Libo did not get to see the simulations. The meeting of the planning committee went way over time in an argument about extending the cattle range, and after the meeting Libo still had to pick up the week's groceries. By the time he got back, Pipo had been out for four hours, it was getting on toward dark, and the drizzle was turning to snow. They went out at once to look for him, afraid that it might take hours to find him in the woods.

They found him all too soon. His body was already cooling in the snow. The piggies hadn't even planted a tree in him.

Chapter 2

Trondheim

I'm deeply sorry that I could not act upon your request for more detail concerning the courtship and marriage customs of the aboriginal Lusitanians. This must be causing you unimaginable distress, or else you would never have petitioned the Xenological Society to censure me for failure to cooperate with your researches.

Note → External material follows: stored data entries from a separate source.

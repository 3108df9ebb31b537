use std::fs;
use std::path::Path;

use anyhow::{bail, Context, Result};
use serde::{Deserialize, Serialize};
use slider::{InputEvent, PointerSample, Viewport};

/// One scripted host event, fired just before frame `frame` renders.
#[derive(Debug, Clone, PartialEq, Deserialize, Serialize)]
pub struct ScriptEvent {
    pub frame: u64,
    #[serde(flatten)]
    pub action: ScriptAction,
}

#[derive(Debug, Clone, PartialEq, Deserialize, Serialize)]
#[serde(tag = "type", rename_all = "snake_case")]
pub enum ScriptAction {
    Down {
        x: f64,
        y: f64,
        #[serde(default)]
        touch: bool,
    },
    Move {
        x: f64,
        y: f64,
        #[serde(default)]
        touch: bool,
        #[serde(default = "default_cancelable")]
        cancelable: bool,
    },
    Up {
        x: f64,
        y: f64,
        #[serde(default)]
        touch: bool,
    },
    Wheel {
        delta_y: f64,
    },
    Resize {
        width: u32,
        height: u32,
    },
    Set {
        key: String,
        value: serde_json::Value,
    },
}

fn default_cancelable() -> bool {
    true
}

fn sample(x: f64, y: f64, touch: bool) -> PointerSample {
    if touch {
        PointerSample::touch(x, y)
    } else {
        PointerSample::mouse(x, y)
    }
}

impl ScriptAction {
    /// The slider input this action stands for, if it is one.
    pub fn input_event(&self) -> Option<InputEvent> {
        match *self {
            ScriptAction::Down { x, y, touch } => Some(InputEvent::Down(sample(x, y, touch))),
            ScriptAction::Move {
                x,
                y,
                touch,
                cancelable,
            } => Some(InputEvent::Move {
                sample: sample(x, y, touch),
                cancelable,
            }),
            ScriptAction::Up { x, y, touch } => Some(InputEvent::Up(sample(x, y, touch))),
            ScriptAction::Wheel { delta_y } => Some(InputEvent::Wheel { delta_y }),
            ScriptAction::Resize { .. } | ScriptAction::Set { .. } => None,
        }
    }
}

/// Events ordered by frame, replayed through [`Script::due`].
#[derive(Debug, Clone, Default)]
pub struct Script {
    events: Vec<ScriptEvent>,
    cursor: usize,
}

impl Script {
    pub fn new(mut events: Vec<ScriptEvent>) -> Self {
        events.sort_by_key(|event| event.frame);
        Self { events, cursor: 0 }
    }

    pub fn load(path: &Path) -> Result<Self> {
        let raw = fs::read_to_string(path)
            .with_context(|| format!("failed to read script {}", path.display()))?;
        Self::from_json(&raw).with_context(|| format!("invalid script {}", path.display()))
    }

    pub fn from_json(raw: &str) -> Result<Self> {
        let events: Vec<ScriptEvent> =
            serde_json::from_str(raw).context("expected a JSON array of events")?;
        for event in &events {
            if let ScriptAction::Resize { width, height } = event.action {
                if width == 0 || height == 0 {
                    bail!(
                        "resize at frame {} must be non-zero, got {width}x{height}",
                        event.frame
                    );
                }
            }
        }
        Ok(Self::new(events))
    }

    /// A drag across 40% of the viewport, a wheel flick forward, then one
    /// back toward the start.
    pub fn demo(viewport: &Viewport) -> Self {
        let touch = viewport.is_touch_device();
        let y = viewport.height / 2.0;
        let start_x = viewport.width * 0.7;
        let travel = viewport.width * 0.4;
        let steps = 30u64;

        let mut events = vec![ScriptEvent {
            frame: 10,
            action: ScriptAction::Down {
                x: start_x,
                y,
                touch,
            },
        }];
        for step in 1..=steps {
            events.push(ScriptEvent {
                frame: 10 + step,
                action: ScriptAction::Move {
                    x: start_x - travel * step as f64 / steps as f64,
                    y,
                    touch,
                    cancelable: true,
                },
            });
        }
        events.push(ScriptEvent {
            frame: 11 + steps,
            action: ScriptAction::Up {
                x: start_x - travel,
                y,
                touch,
            },
        });
        events.push(ScriptEvent {
            frame: 200,
            action: ScriptAction::Wheel { delta_y: 600.0 },
        });
        events.push(ScriptEvent {
            frame: 320,
            action: ScriptAction::Wheel { delta_y: -900.0 },
        });
        Self::new(events)
    }

    /// Actions scheduled at or before `frame` that have not fired yet.
    pub fn due(&mut self, frame: u64) -> Vec<ScriptAction> {
        let start = self.cursor;
        while self
            .events
            .get(self.cursor)
            .is_some_and(|event| event.frame <= frame)
        {
            self.cursor += 1;
        }
        self.events[start..self.cursor]
            .iter()
            .map(|event| event.action.clone())
            .collect()
    }

    pub fn len(&self) -> usize {
        self.events.len()
    }
}

/// Renders a `set` value the way `--set key=value` would spell it.
pub fn value_text(value: &serde_json::Value) -> String {
    match value {
        serde_json::Value::String(text) => text.clone(),
        other => other.to_string(),
    }
}

#[cfg(test)]
mod tests {
    use super::*;
    use slider::InputModality;

    #[test]
    fn parses_tagged_events_and_sorts_by_frame() {
        let raw = r#"[
            {"frame": 5, "type": "wheel", "delta_y": -120},
            {"frame": 1, "type": "down", "x": 10, "y": 20},
            {"frame": 2, "type": "move", "x": 5, "y": 20, "touch": true, "cancelable": false},
            {"frame": 3, "type": "up", "x": 5, "y": 20},
            {"frame": 4, "type": "resize", "width": 800, "height": 600},
            {"frame": 6, "type": "set", "key": "ease", "value": 0.2}
        ]"#;
        let mut script = Script::from_json(raw).unwrap();
        assert_eq!(script.len(), 6);

        assert_eq!(
            script.due(1),
            vec![ScriptAction::Down {
                x: 10.0,
                y: 20.0,
                touch: false
            }]
        );
        let moves = script.due(2);
        assert_eq!(
            moves[0],
            ScriptAction::Move {
                x: 5.0,
                y: 20.0,
                touch: true,
                cancelable: false
            }
        );
        let rest = script.due(100);
        assert_eq!(rest.len(), 4);
        assert_eq!(
            rest[1],
            ScriptAction::Resize {
                width: 800,
                height: 600
            }
        );
        assert!(script.due(200).is_empty());
    }

    #[test]
    fn move_defaults_to_cancelable() {
        let script = Script::from_json(r#"[{"frame": 0, "type": "move", "x": 1, "y": 2}]"#)
            .unwrap();
        assert!(matches!(
            script.events[0].action,
            ScriptAction::Move {
                cancelable: true,
                touch: false,
                ..
            }
        ));
    }

    #[test]
    fn rejects_unknown_event_types() {
        assert!(Script::from_json(r#"[{"frame": 0, "type": "pinch"}]"#).is_err());
        assert!(Script::from_json(r#"{"frame": 0}"#).is_err());
    }

    #[test]
    fn rejects_zero_sized_resize() {
        let err = Script::from_json(r#"[{"frame": 3, "type": "resize", "width": 0, "height": 400}]"#)
            .unwrap_err();
        assert!(err.to_string().contains("frame 3"), "{err}");
        assert!(
            Script::from_json(r#"[{"frame": 0, "type": "resize", "width": 640, "height": 0}]"#)
                .is_err()
        );
    }

    #[test]
    fn input_events_follow_device_flag() {
        let touch = ScriptAction::Down {
            x: 3.0,
            y: 4.0,
            touch: true,
        };
        assert_eq!(
            touch.input_event(),
            Some(InputEvent::Down(PointerSample::touch(3.0, 4.0)))
        );
        assert_eq!(
            ScriptAction::Wheel { delta_y: 9.0 }.input_event(),
            Some(InputEvent::Wheel { delta_y: 9.0 })
        );
        assert!(ScriptAction::Resize {
            width: 1,
            height: 1
        }
        .input_event()
        .is_none());
    }

    #[test]
    fn demo_gesture_is_a_complete_drag() {
        let viewport = Viewport::new(1000.0, 800.0, InputModality::Touch);
        let mut script = Script::demo(&viewport);
        let drag = script.due(41);
        assert!(matches!(drag.first(), Some(ScriptAction::Down { touch: true, .. })));
        assert!(matches!(drag.last(), Some(ScriptAction::Up { x, .. }) if *x == 300.0));
        assert_eq!(drag.len(), 32);
    }

    #[test]
    fn set_values_render_as_override_text() {
        assert_eq!(value_text(&serde_json::json!(0.2)), "0.2");
        assert_eq!(value_text(&serde_json::json!("3")), "3");
    }
}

When would-be xenologers complain that I am not getting the right sort of data from my observations of the pequeninos, I always urge them to reread the limitations placed upon me by law. I am permitted to bring no more than one assistant on field visits; I may not ask questions that might reveal human expectations, lest they try to imitate us; I may not volunteer information to elicit a parallel response; I may not stay with them more than four hours at a time; except for my clothing, I may not use any products of technology in their presence, which includes cameras, recorders, computers, or even a manufactured pen to write on manufactured paper: I may not even observe them unawares.

In short: I cannot tell you how the pequeninos reproduce because they have not chosen to do it in front of me.

Of course your research is crippled! Of course our conclusions about the piggies are absurd! If we had to observe your university under the same limitations that bind us in our observation of the Lusitanian aborigines, we would no doubt conclude that humans do not reproduce, do not form kinship groups, and devote their entire life cycle to the metamorphosis of the larval student into the adult professor. We might even suppose that professors exercise noticeable power in human society. A competent investigation would quickly reveal the inaccuracy of such conclusions– but in the case of the piggies, no competent investigation is permitted or even contemplated.

Anthropology is never an exact science; the observer never experiences the same culture as the participant. But these are natural limitations inherent to the science. It is the artificial limitations that hamper us– and, through us, you. At the present rate of progress we might as well be mailing questionnaires to the pequeninos and waiting for them to dash off scholarly papers in reply.

– Joao Figueira Alvarez, reply to Pietro Guataninni of the University of Sicily, Milano Campus, Etruria, published posthumously in Xenological Studies, 22:4:49:193

The news of Pipo's death was not of merely local importance. It was transmitted instantaneously, by ansible, to all the Hundred Worlds. The first aliens discovered since Ender's Xenocide had tortured to death the one human who was designated to observe them. Within hours, scholars, scientists, politicians, and journalists began to strike their poses.